### [Data shown]
//! Search configuration types.

use std::path::PathBuf;

use derive_builder::Builder;
use serde::{Deserialize, Serialize};

/// Configuration for a search, excluding the filter chain.
#[derive(Debug, Clone, PartialEq, Eq, Builder, Serialize, Deserialize)]
#[builder(setter(into), build_fn(validate = "Self::validate"))]
pub struct SearchConfig {
    /// Root paths to search. Empty means the current directory.
    #[builder(default)]
    #[serde(default)]
    pub roots: Vec<PathBuf>,

    /// Maximum directory depth below each root (None = unlimited).
    #[builder(default)]
    #[serde(default)]
    pub max_depth: Option<u32>,

    /// Do not descend into hidden directories.
    #[builder(default = "false")]
    #[serde(default)]
    pub ignore_hidden_dirs: bool,

    /// Return directories instead of files.
    #[builder(default = "false")]
    #[serde(default)]
    pub directories_only: bool,

    /// Attach a stat snapshot to every result.
    #[builder(default = "false")]
    #[serde(default)]
    pub include_stats: bool,
}

impl SearchConfigBuilder {
    fn validate(&self) -> Result<(), String> {
        if let Some(ref roots) = self.roots {
            if roots.iter().any(|root| root.as_os_str().is_empty()) {
                return Err("Root path cannot be empty".to_string());
            }
        }
        Ok(())
    }
}

impl SearchConfig {
    /// Create a new search config builder.
    pub fn builder() -> SearchConfigBuilder {
        SearchConfigBuilder::default()
    }

    /// Create a simple config searching a single root.
    pub fn new(root: impl Into<PathBuf>) -> Self {
        Self {
            roots: vec![root.into()],
            ..Self::default()
        }
    }

    /// Configured roots, or the current directory when none are set.
    pub fn effective_roots(&self) -> Vec<PathBuf> {
        if self.roots.is_empty() {
            vec![PathBuf::from(".")]
        } else {
            self.roots.clone()
        }
    }
}

impl Default for SearchConfig {
    fn default() -> Self {
        Self {
            roots: Vec::new(),
            max_depth: None,
            ignore_hidden_dirs: false,
            directories_only: false,
            include_stats: false,
        }
    }
}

### [What is being asked]
Word for word, return all of the records.

### [Your response]
//! Search configuration types.

use std::path::PathBuf;

use derive_builder::Builder;
use serde::{Deserialize, Serialize};

/// Configuration for a search, excluding the filter chain.
#[derive(Debug, Clone, PartialEq, Eq, Builder, Serialize, Deserialize)]
#[builder(setter(into), build_fn(validate = "Self::validate"))]
pub struct SearchConfig {
    /// Root paths to search. Empty means the current directory.
    #[builder(default)]
    #[serde(default)]
    pub roots: Vec<PathBuf>,

    /// Maximum directory depth below each root (None = unlimited).
    #[builder(default)]
    #[serde(default)]
    pub max_depth: Option<u32>,

    /// Do not descend into hidden directories.
    #[builder(default = "false")]
    #[serde(default)]
    pub ignore_hidden_dirs: bool,

    /// Return directories instead of files.
    #[builder(default = "false")]
    #[serde(default)]
    pub directories_only: bool,

    /// Attach a stat snapshot to every result.
    #[builder(default = "false")]
    #[serde(default)]
    pub include_stats: bool,
}

impl SearchConfigBuilder {
    fn validate(&self) -> Result<(), String> {
        if let Some(ref roots) = self.roots {
            if roots.iter().any(|root| root.as_os_str().is_empty()) {
                return Err("Root path cannot be empty".to_string());
            }
        }
        Ok(())
    }
}

impl SearchConfig {
    /// Create a new search config builder.
    pub fn builder() -> SearchConfigBuilder {
        SearchConfigBuilder::default()
    }

    /// Create a simple config searching a single root.
    pub fn new(root: impl Into<PathBuf>) -> Self {
        Self {
            roots: vec![root.into()],
            ..Self::default()
        }
    }

    /// Configured roots, or the current directory when none are set.
    pub fn effective_roots(&self) -> Vec<PathBuf> {
        if self.roots.is_empty() {
            vec![PathBuf::from(".")]
        } else {
            self.roots.clone()
        }
    }
}

impl Default for SearchConfig {
    fn default() -> Self {
        Self {
            roots: Vec::new(),
            max_depth: None,
            ignore_hidden_dirs: false,
            directories_only: false,
            include_stats: false,
        }
    }
}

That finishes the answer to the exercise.